* Collected data *
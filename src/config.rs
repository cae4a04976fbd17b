use std::{io::ErrorKind, net::SocketAddr};

use clap::{Parser, Subcommand};
use serde::Deserialize;

use crate::{
    codec::{RowCodec, DEFAULT_DATETIME_FORMAT, DEFAULT_DATE_FORMAT},
    error::ConfigError,
};

#[derive(Parser, Debug)]
#[command(name = "sheetbase", about = "Sheetbase - tabular data access over spreadsheet grids")]
pub struct CliArgs {
    /// Path to config file
    #[arg(short, long, default_value = "sheetbase.toml")]
    pub config: String,

    /// Port to listen on (overrides config file)
    #[arg(short, long)]
    pub port: Option<u16>,

    /// Log level (overrides config file)
    #[arg(short, long)]
    pub log_level: Option<String>,

    /// Spreadsheet id (overrides config file)
    #[arg(long)]
    pub spreadsheet_id: Option<String>,

    #[command(subcommand)]
    pub command: Option<Command>,
}

#[derive(Subcommand, Debug, Clone, PartialEq)]
pub enum Command {
    /// Serve the HTTP API (default)
    Serve,
    /// Create every declared sheet with its header row
    Setup {
        /// Seed the sheets with demo rows
        #[arg(long)]
        sample_data: bool,
        /// Clear existing data rows before seeding
        #[arg(long)]
        reset: bool,
    },
    /// Check that every sheet exists with the expected headers
    Verify,
}

#[derive(Debug, Deserialize, Clone)]
pub struct Config {
    #[serde(default = "default_server")]
    pub server: ServerConfig,

    #[serde(default = "default_logging")]
    pub logging: LoggingConfig,

    #[serde(default = "default_storage")]
    pub storage: StorageConfig,

    #[serde(default = "default_formats")]
    pub formats: FormatConfig,
}

#[derive(Debug, Deserialize, Clone)]
pub struct ServerConfig {
    #[serde(default = "default_host")]
    pub host: String,

    #[serde(default = "default_port")]
    pub port: u16,
}

#[derive(Debug, Deserialize, Clone)]
pub struct LoggingConfig {
    #[serde(default = "default_log_level")]
    pub level: String,

    #[serde(default)]
    pub json: bool,
}

#[derive(Debug, Deserialize, Clone)]
pub struct StorageConfig {
    /// `memory` or `sqlite`.
    #[serde(default = "default_backend")]
    pub backend: String,

    /// Database file for the sqlite backend; `:memory:` is accepted.
    #[serde(default = "default_path")]
    pub path: String,

    /// Must not be empty or the `YOUR_SPREADSHEET_ID_HERE` placeholder.
    #[serde(default = "default_spreadsheet_id")]
    pub spreadsheet_id: String,
}

/// `time` format descriptions used when dates are written to cells.
#[derive(Debug, Deserialize, Clone)]
pub struct FormatConfig {
    #[serde(default = "default_date_format")]
    pub date: String,

    #[serde(default = "default_datetime_format")]
    pub datetime: String,
}

fn default_server() -> ServerConfig {
    ServerConfig {
        host: default_host(),
        port: default_port(),
    }
}

fn default_logging() -> LoggingConfig {
    LoggingConfig {
        level: default_log_level(),
        json: false,
    }
}

fn default_storage() -> StorageConfig {
    StorageConfig {
        backend: default_backend(),
        path: default_path(),
        spreadsheet_id: default_spreadsheet_id(),
    }
}

fn default_formats() -> FormatConfig {
    FormatConfig {
        date: default_date_format(),
        datetime: default_datetime_format(),
    }
}

fn default_host() -> String {
    "0.0.0.0".to_string()
}

fn default_port() -> u16 {
    3000
}

fn default_log_level() -> String {
    "info".to_string()
}

fn default_backend() -> String {
    "memory".to_string()
}

fn default_path() -> String {
    "sheetbase.db".to_string()
}

fn default_spreadsheet_id() -> String {
    "sheetbase-local".to_string()
}

fn default_date_format() -> String {
    DEFAULT_DATE_FORMAT.to_string()
}

fn default_datetime_format() -> String {
    DEFAULT_DATETIME_FORMAT.to_string()
}

impl Default for Config {
    fn default() -> Self {
        Config {
            server: default_server(),
            logging: default_logging(),
            storage: default_storage(),
            formats: default_formats(),
        }
    }
}

impl Config {
    /// Reads the config file, falling back to defaults only when it does not
    /// exist. An unreadable or malformed file is an error.
    pub fn load(cli: &CliArgs) -> Result<Self, ConfigError> {
        let mut config = match std::fs::read_to_string(&cli.config) {
            Ok(contents) => Self::parse(&cli.config, &contents)?,
            Err(e) if e.kind() == ErrorKind::NotFound => Config::default(),
            Err(source) => {
                return Err(ConfigError::Read {
                    path: cli.config.clone(),
                    source,
                })
            }
        };

        // CLI overrides
        if let Some(port) = cli.port {
            config.server.port = port;
        }
        if let Some(ref level) = cli.log_level {
            config.logging.level = level.clone();
        }
        if let Some(ref id) = cli.spreadsheet_id {
            config.storage.spreadsheet_id = id.clone();
        }

        Ok(config)
    }

    pub fn parse(path: &str, contents: &str) -> Result<Self, ConfigError> {
        toml::from_str(contents).map_err(|source| ConfigError::Parse {
            path: path.to_string(),
            source,
        })
    }

    pub fn listen_addr(&self) -> Result<SocketAddr, ConfigError> {
        let addr = format!("{}:{}", self.server.host, self.server.port);
        addr.parse().map_err(|_| ConfigError::ListenAddr(addr))
    }

    pub fn codec(&self) -> Result<RowCodec, ConfigError> {
        Ok(RowCodec::new(&self.formats.date, &self.formats.datetime)?)
    }
}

* What the exercise asks *
Every line from the one containing "if let Some(ref level)" through the end of the entries above must be echoed exactly, with both ends kept.

* Solution below *
        if let Some(ref level) = cli.log_level {
            config.logging.level = level.clone();
        }
        if let Some(ref id) = cli.spreadsheet_id {
            config.storage.spreadsheet_id = id.clone();
        }

        Ok(config)
    }

    pub fn parse(path: &str, contents: &str) -> Result<Self, ConfigError> {
        toml::from_str(contents).map_err(|source| ConfigError::Parse {
            path: path.to_string(),
            source,
        })
    }

    pub fn listen_addr(&self) -> Result<SocketAddr, ConfigError> {
        let addr = format!("{}:{}", self.server.host, self.server.port);
        addr.parse().map_err(|_| ConfigError::ListenAddr(addr))
    }

    pub fn codec(&self) -> Result<RowCodec, ConfigError> {
        Ok(RowCodec::new(&self.formats.date, &self.formats.datetime)?)
    }
}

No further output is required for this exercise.